Charte du réseau
contre la fabrique de la haine
Un vent mauvais souffle sur ce pays.
Prenant prétexte d’épisodes meurtriers de la lutte contre le grand banditisme,
s’appuyant sur une loi censée lutter contre le terrorisme, et opérant ainsi dès
le départ un amalgame lourd de tous les dangers, une unanimité presque totale
se dessine parmi le personnel politique en faveur d’un durcissement des
législations et des pratiques d’exception (Loi sur la sécurité quotidienne,
Plan Vigipirate renforcé, amendement restrictif de la Loi sur la présomption
d’innocence…). Ce durcissement, sans précédent depuis la guerre d’Algérie, vise
en particulier les jeunes des quartiers pauvres : couvre feu sélectif pour
les mineurs, interdiction de regroupement des jeunes dans les
halls des immeubles, peines de prison pour les fraudeurs des transports,
pouvoirs de police accordés aux vigiles, sanctions financières et même pénales
contre les parents de mineurs délinquants, remise en question de l’ordonnance
de 1945 sur la justice des mineurs et projet de réouverture des maisons de
correction…
On invoque la « tolérance
zéro » développée par le maire de New York et la politique répressive de
Tony Blair, on parle désormais de « mieux punir ». On veut ignorer
que le nettoyage social de New York s’est opéré au prix d’innombrables et
meurtrières bavures et de l’interdiction de séjour des plus pauvres dans la
ville. On tient pour négligeable tout ce que le blairisme représente de
régression sociale. On s’aveugle sur l’énorme archipel carcéral que le
« mieux punir » à l’américaine a produit, avec sa logique
d’auto-reproduction et d’expansion exponentielle. Cette croisade sécuritaire,
relayée par les principaux médias, est alimentée par les intérêts corporatistes
des professionnels de la répression (police, gendarmes, gardiens de prison…) et
nourrit en retour un véritable business de la sécurité, avec ses experts
autoproclamés, son industrie et ses sociétés privées.

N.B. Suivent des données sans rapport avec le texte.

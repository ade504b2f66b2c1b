mod common;

use std::sync::atomic::Ordering;
use std::time::Duration;

use assert_matches::assert_matches;
use common::ScriptedBackend;
use faceswap_comfyui::readiness::{ReadinessError, ReadinessProbe};
use tokio::time::Instant;
use tokio_util::sync::CancellationToken;

const SECOND: Duration = Duration::from_secs(1);

#[tokio::test(start_paused = true)]
async fn waits_until_backend_answers() {
    let backend = ScriptedBackend::ready_after(3);
    let probe = ReadinessProbe::new(backend.clone(), Duration::from_secs(120), SECOND);

    let started = Instant::now();
    probe.wait_ready(&CancellationToken::new()).await.unwrap();

    assert_eq!(backend.probes.load(Ordering::SeqCst), 4);
    assert_eq!(started.elapsed(), Duration::from_secs(3));
}

#[tokio::test(start_paused = true)]
async fn gives_up_at_timeout_with_last_error() {
    let backend = ScriptedBackend::ready_after(u32::MAX);
    let probe = ReadinessProbe::new(backend.clone(), Duration::from_secs(3), SECOND);

    let err = probe.wait_ready(&CancellationToken::new()).await.unwrap_err();

    assert_matches!(
        &err,
        ReadinessError::NotReady { url, elapsed, last_error }
            if url == "http://render.test"
                && *elapsed == Duration::from_secs(3)
                && last_error.contains("connection reset by peer")
    );
    assert_eq!(backend.probes.load(Ordering::SeqCst), 4);
}

#[tokio::test(start_paused = true)]
async fn cancellation_stops_waiting() {
    let backend = ScriptedBackend::ready_after(u32::MAX);
    let probe = ReadinessProbe::new(backend, Duration::from_secs(120), SECOND);
    let cancel = CancellationToken::new();

    let trigger = cancel.clone();
    tokio::spawn(async move {
        tokio::time::sleep(Duration::from_millis(1500)).await;
        trigger.cancel();
    });

    let started = Instant::now();
    assert_eq!(probe.wait_ready(&cancel).await, Err(ReadinessError::Cancelled));
    assert_eq!(started.elapsed(), Duration::from_millis(1500));
}

#[tokio::test]
async fn health_reports_backend_url() {
    let probe = ReadinessProbe::new(ScriptedBackend::ready_after(0), SECOND, SECOND);
    let report = probe.health().await;
    assert!(report.ok);
    assert_eq!(report.backend_url, "http://render.test");

    let down = ReadinessProbe::new(ScriptedBackend::ready_after(1), SECOND, SECOND);
    assert!(!down.health().await.ok);
}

L’acquittement du policier
Hiblot, qui a tué d’une balle dans la nuque le jeune Youssef qui ne l’avait
jamais menacé, le réquisitoire-plaidoirie de l’avocate générale en faveur des
policiers qui avaient tabassé le jeune Aïssa quelques heures avant sa mort,
lors de leur procès en appel, l’insupportable délai de dix ans imposé pour
juger ces deux affaires, cela et tant d’autres cas qui ne font jamais la une
des journaux, attestent de l’impunité dont bénéficient les violences
policières. Il faudrait pouvoir ajouter à ces faits judiciaires tout ce que
représente, au quotidien, les attitudes de mépris, l’accumulation de
comportements injustes, racistes et provocateurs, qui caractérisent les rapports
des policiers avec cette fraction de la population qui habite les quartiers
populaires. Ces deux affaires ne sont que la pointe émergée d’une énorme
iceberg.
Cette justice, que l’on nomme par euphémisme
« à deux vitesses », est en réalité une justice de classe : on
punit lourdement les « outrages » et les « rebellions »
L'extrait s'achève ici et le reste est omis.